◆ EXERCISE INPUT:

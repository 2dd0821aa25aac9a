use anyhow::Context;
use tracing::level_filters::LevelFilter;

use crate::utils::precision::DEFAULT_MAX_DECIMALS;

/// Settings for the demo binary, read from the environment (and `.env`)
#[derive(Debug, Clone, PartialEq)]
pub struct Config {
    pub swap_from: Option<String>,
    pub swap_to: Option<String>,
    /// Raw amount, sanitized by the form
    pub swap_amount: String,
    pub max_decimals: usize,
    /// Inline JSON feed replacing the built-in one
    pub price_feed_json: Option<String>,
    pub log_level: LevelFilter,
}

impl Default for Config {
    fn default() -> Self {
        Self {
            swap_from: None,
            swap_to: None,
            swap_amount: "1".to_string(),
            max_decimals: DEFAULT_MAX_DECIMALS,
            price_feed_json: None,
            log_level: LevelFilter::INFO,
        }
    }
}

impl Config {
    /// Read configuration from process environment variables
    pub fn from_env() -> anyhow::Result<Self> {
        Self::from_lookup(|key| std::env::var(key).ok())
    }

    /// Build configuration from any key lookup
    pub fn from_lookup<F>(lookup: F) -> anyhow::Result<Self>
    where
        F: Fn(&str) -> Option<String>,
    {
        let defaults = Self::default();
        let non_empty = |key: &str| lookup(key).filter(|v| !v.trim().is_empty());

        let max_decimals = match non_empty("MAX_DECIMALS") {
            Some(v) => v
                .trim()
                .parse()
                .with_context(|| format!("Invalid MAX_DECIMALS {}", v))?,
            None => defaults.max_decimals,
        };

        let log_level = match non_empty("LOG_LEVEL") {
            Some(v) => v
                .trim()
                .parse()
                .with_context(|| format!("Invalid LOG_LEVEL {}", v))?,
            None => defaults.log_level,
        };

        Ok(Self {
            swap_from: non_empty("SWAP_FROM"),
            swap_to: non_empty("SWAP_TO"),
            swap_amount: non_empty("SWAP_AMOUNT").unwrap_or(defaults.swap_amount),
            max_decimals,
            price_feed_json: non_empty("PRICE_FEED_JSON"),
            log_level,
        })
    }
}

#[cfg(test)]
mod tests {
    use super::*;
    use std::collections::HashMap;

    fn lookup(pairs: &[(&str, &str)]) -> impl Fn(&str) -> Option<String> {
        let map: HashMap<String, String> = pairs
            .iter()
            .map(|(k, v)| (k.to_string(), v.to_string()))
            .collect();
        move |key| map.get(key).cloned()
    }

    #[test]
    fn test_defaults_when_unset() {
        let config = Config::from_lookup(lookup(&[])).unwrap();
        assert_eq!(config, Config::default());
    }

    #[test]
    fn test_reads_values() {
        let config = Config::from_lookup(lookup(&[
            ("SWAP_FROM", "ETH"),
            ("SWAP_TO", "USDC"),
            ("SWAP_AMOUNT", "1.5"),
            ("MAX_DECIMALS", "6"),
            ("LOG_LEVEL", "debug"),
            ("PRICE_FEED_JSON", ""),
        ]))
        .unwrap();

        assert_eq!(config.swap_from.as_deref(), Some("ETH"));
        assert_eq!(config.swap_to.as_deref(), Some("USDC"));
        assert_eq!(config.swap_amount, "1.5");
        assert_eq!(config.max_decimals, 6);
        assert_eq!(config.log_level, LevelFilter::DEBUG);
        assert!(config.price_feed_json.is_none());
    }

    #[test]
    fn test_rejects_bad_numbers() {
        assert!(Config::from_lookup(lookup(&[("MAX_DECIMALS", "-1")])).is_err());
        assert!(Config::from_lookup(lookup(&[("LOG_LEVEL", "loud")])).is_err());
    }
}
use std::collections::HashMap;
use std::sync::Arc;

use tracing::{error, info};

use crate::models::balance::{WalletBalance, WalletRow};
use crate::models::token::Token;
use crate::traits::{balance_provider::WalletBalanceProvider, price_provider::PriceProvider};
use crate::utils::helper::format_usd;
use super::sort::sort_wallet_balances;

/// Join ranked balances with USD prices keyed by currency.
/// Currencies without a price are valued at 0.
pub fn build_wallet_rows(balances: &[WalletBalance], prices: &HashMap<String, f64>) -> Vec<WalletRow> {
    sort_wallet_balances(balances)
        .into_iter()
        .map(|b| {
            let usd_price = prices.get(&b.balance.currency).copied().unwrap_or(0.0);
            WalletRow {
                key: format!("{}-{}", b.balance.currency, b.balance.blockchain),
                amount: b.balance.amount,
                usd_value: usd_price * b.balance.amount,
                formatted_amount: b.formatted,
            }
        })
        .collect()
}

/// Price per currency; the first feed entry wins, as it does for ids
pub fn prices_by_currency(tokens: Vec<Token>) -> HashMap<String, f64> {
    let mut prices = HashMap::new();
    for token in tokens {
        prices.entry(token.currency).or_insert(token.price);
    }
    prices
}

/// Wallet page: ranked balances valued with the current price feed
pub struct WalletPage {
    balance_provider: Arc<dyn WalletBalanceProvider>,
    price_provider: Arc<dyn PriceProvider>,
}

impl WalletPage {
    /// Create a new wallet page
    pub fn new(
        balance_provider: Arc<dyn WalletBalanceProvider>,
        price_provider: Arc<dyn PriceProvider>,
    ) -> Self {
        Self {
            balance_provider,
            price_provider,
        }
    }

    /// Fetch balances and prices and build the rows to render
    pub async fn rows(&self) -> anyhow::Result<Vec<WalletRow>> {
        let balances = self.balance_provider.fetch_balances().await?;

        // A missing price feed only zeroes the USD column
        let prices: HashMap<String, f64> = match self.price_provider.fetch_token_prices().await {
            Ok(tokens) => prices_by_currency(tokens),
            Err(e) => {
                error!("Error fetching token prices: {}", e);
                HashMap::new()
            }
        };

        Ok(build_wallet_rows(&balances, &prices))
    }

    /// Log the wallet rows
    pub async fn log_rows(&self) -> anyhow::Result<()> {
        let rows = self.rows().await?;

        info!("{}", "=".repeat(80));
        info!("WALLET BALANCES");
        info!("{}", "=".repeat(80));

        if rows.is_empty() {
            info!("No balances to show");
            return Ok(());
        }

        for (i, row) in rows.iter().enumerate() {
            info!("{}. {}", i + 1, row.key);
            info!("   Amount: {}", row.formatted_amount);
            info!("   Value: {}", format_usd(row.usd_value));
        }

        Ok(())
    }
}
//! Event handlers for swap form events

pub mod console;
pub mod composite;

// Re-export for convenience
pub use console::ConsoleEventHandler;
pub use composite::CompositeEventHandler;
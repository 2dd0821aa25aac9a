//! Three ways to sum the integers from 1 to n.
//!
//! Every variant returns `Some(0)` for `n <= 0` and `None` when the sum
//! does not fit in an `i64`.

/// Largest `n` whose sum `n * (n + 1) / 2` fits in an `i64`
pub const MAX_SUM_N: i64 = 4_294_967_295;

/// Deepest recursion [`sum_to_n_recursive`] will attempt
pub const MAX_RECURSION_DEPTH: i64 = 10_000;

/// Recursive sum with an accumulator, `None` past [`MAX_RECURSION_DEPTH`]
pub fn sum_to_n_recursive(n: i64) -> Option<i64> {
    fn go(n: i64, acc: i64) -> Option<i64> {
        if n <= 0 {
            Some(acc)
        } else {
            go(n - 1, acc.checked_add(n)?)
        }
    }

    if n > MAX_RECURSION_DEPTH {
        return None;
    }
    go(n, 0)
}

/// Closed form `n * (n + 1) / 2`
pub fn sum_to_n_formula(n: i64) -> Option<i64> {
    if n <= 0 {
        return Some(0);
    }
    // One of n, n + 1 is even
    let next = n.checked_add(1)?;
    if n % 2 == 0 {
        (n / 2).checked_mul(next)
    } else {
        n.checked_mul(next / 2)
    }
}

/// Plain loop
pub fn sum_to_n_iterative(n: i64) -> Option<i64> {
    if n > MAX_SUM_N {
        return None;
    }
    (1..=n.max(0)).try_fold(0i64, |acc, i| acc.checked_add(i))
}

#[cfg(test)]
mod tests {
    use super::*;
    use proptest::prelude::*;

    #[test]
    fn test_known_values() {
        let variants: [fn(i64) -> Option<i64>; 3] =
            [sum_to_n_recursive, sum_to_n_formula, sum_to_n_iterative];
        for f in variants {
            assert_eq!(f(5), Some(15));
            assert_eq!(f(10), Some(55));
            assert_eq!(f(0), Some(0));
            assert_eq!(f(-3), Some(0));
        }
    }

    #[test]
    fn test_formula_range_boundary() {
        assert_eq!(sum_to_n_formula(MAX_SUM_N), Some(9_223_372_034_707_292_160));
        assert_eq!(sum_to_n_formula(MAX_SUM_N + 1), None);
        assert_eq!(sum_to_n_formula(i64::MAX), None);
        assert_eq!(sum_to_n_iterative(MAX_SUM_N + 1), None);
        assert_eq!(sum_to_n_iterative(i64::MAX), None);
    }

    #[test]
    fn test_recursive_depth_bound() {
        assert_eq!(
            sum_to_n_recursive(MAX_RECURSION_DEPTH),
            sum_to_n_formula(MAX_RECURSION_DEPTH)
        );
        assert_eq!(sum_to_n_recursive(MAX_RECURSION_DEPTH + 1), None);
        assert_eq!(sum_to_n_recursive(1_000_000), None);
        assert_eq!(sum_to_n_recursive(i64::MAX), None);
    }

    proptest! {
        #[test]
        fn prop_variants_agree(n in -100i64..5_000) {
            let expected = sum_to_n_formula(n);
            prop_assert_eq!(sum_to_n_iterative(n), expected);
            prop_assert_eq!(sum_to_n_recursive(n), expected);
        }
    }
}
//! Swap Desk Library
//!
//! Logic behind a token swap form and a wallet balance list: amount
//! sanitizing, price-ratio conversion and chain-priority ranking.

// Public modules - these are the API surface
pub mod config;
pub mod models;
pub mod traits;
pub mod providers;
pub mod handlers;
pub mod swap;
pub mod wallet;
pub mod utils;

// Re-export commonly used items for easier access
pub use config::Config;
pub use models::{
    token::Token,
    balance::{WalletBalance, FormattedWalletBalance, WalletRow},
    swap::{SwapRequest, SwapReceipt, FormErrors},
};
pub use traits::{
    price_provider::PriceProvider,
    balance_provider::WalletBalanceProvider,
    event_handler::SwapEventHandler,
};
pub use providers::{
    price_provider::StaticPriceProvider,
    balance_provider::StaticBalanceProvider,
};
pub use handlers::{
    console::ConsoleEventHandler,
    composite::CompositeEventHandler,
};
pub use swap::{SwapForm, SwapPage};
pub use wallet::{build_wallet_rows, sort_wallet_balances, WalletPage};
pub use utils::{
    compute_output, format_input, format_input_default, get_priority,
    sum_to_n_formula, sum_to_n_iterative, sum_to_n_recursive,
};

/// Library version
pub const VERSION: &str = env!("CARGO_PKG_VERSION");

/// Result type alias for library functions
pub type Result<T> = std::result::Result<T, anyhow::Error>;
//! Currency swap form

pub mod form;
pub mod page;

pub use form::SwapForm;
pub use page::SwapPage;
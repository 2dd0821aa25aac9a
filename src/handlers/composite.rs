use std::sync::Arc;
use async_trait::async_trait;

use crate::models::swap::{FormErrors, SwapReceipt};
use crate::traits::event_handler::SwapEventHandler;

/// Composite event handler that can combine multiple handlers
pub struct CompositeEventHandler {
    handlers: Vec<Arc<dyn SwapEventHandler>>,
}

impl CompositeEventHandler {
    /// Create a new composite event handler
    pub fn new() -> Self {
        Self { handlers: Vec::new() }
    }

    /// Add a handler to the composite
    pub fn add_handler(&mut self, handler: Arc<dyn SwapEventHandler>) {
        self.handlers.push(handler);
    }

    /// Check if there are any handlers
    pub fn is_empty(&self) -> bool {
        self.handlers.is_empty()
    }

    /// Number of handlers
    pub fn len(&self) -> usize {
        self.handlers.len()
    }
}

impl Default for CompositeEventHandler {
    fn default() -> Self {
        Self::new()
    }
}

#[async_trait]
impl SwapEventHandler for CompositeEventHandler {
    async fn on_swap(&self, receipt: &SwapReceipt) {
        for handler in &self.handlers {
            handler.on_swap(receipt).await;
        }
    }

    async fn on_rejected(&self, errors: &FormErrors) {
        for handler in &self.handlers {
            handler.on_rejected(errors).await;
        }
    }

    async fn handle_error(&self, error: &anyhow::Error) {
        for handler in &self.handlers {
            handler.handle_error(error).await;
        }
    }
}

#[cfg(test)]
mod tests {
    use super::*;
    use std::sync::atomic::{AtomicUsize, Ordering};

    use crate::models::swap::SwapRequest;

    #[derive(Default)]
    struct CountingHandler {
        swaps: AtomicUsize,
        errors: AtomicUsize,
    }

    #[async_trait]
    impl SwapEventHandler for CountingHandler {
        async fn on_swap(&self, _receipt: &SwapReceipt) {
            self.swaps.fetch_add(1, Ordering::SeqCst);
        }

        async fn on_rejected(&self, _errors: &FormErrors) {}

        async fn handle_error(&self, _error: &anyhow::Error) {
            self.errors.fetch_add(1, Ordering::SeqCst);
        }
    }

    #[tokio::test]
    async fn test_fans_out_to_every_handler() {
        let first = Arc::new(CountingHandler::default());
        let second = Arc::new(CountingHandler::default());
        let mut composite = CompositeEventHandler::new();
        assert!(composite.is_empty());
        composite.add_handler(first.clone());
        composite.add_handler(second.clone());
        assert_eq!(composite.len(), 2);

        let receipt = SwapReceipt {
            request: SwapRequest {
                from: "1".into(),
                to: "2".into(),
                amount: "1".into(),
            },
            from_currency: "A".into(),
            to_currency: "B".into(),
            output: 0.5,
        };
        composite.on_swap(&receipt).await;
        composite.handle_error(&anyhow::anyhow!("boom")).await;

        for handler in [&first, &second] {
            assert_eq!(handler.swaps.load(Ordering::SeqCst), 1);
            assert_eq!(handler.errors.load(Ordering::SeqCst), 1);
        }
    }
}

◆ EXERCISE INSTRUCTIONS: Could you count the lines in the material above that include the word "Invalid"? Give the count alone.

◆ COMPLETED TASK: 2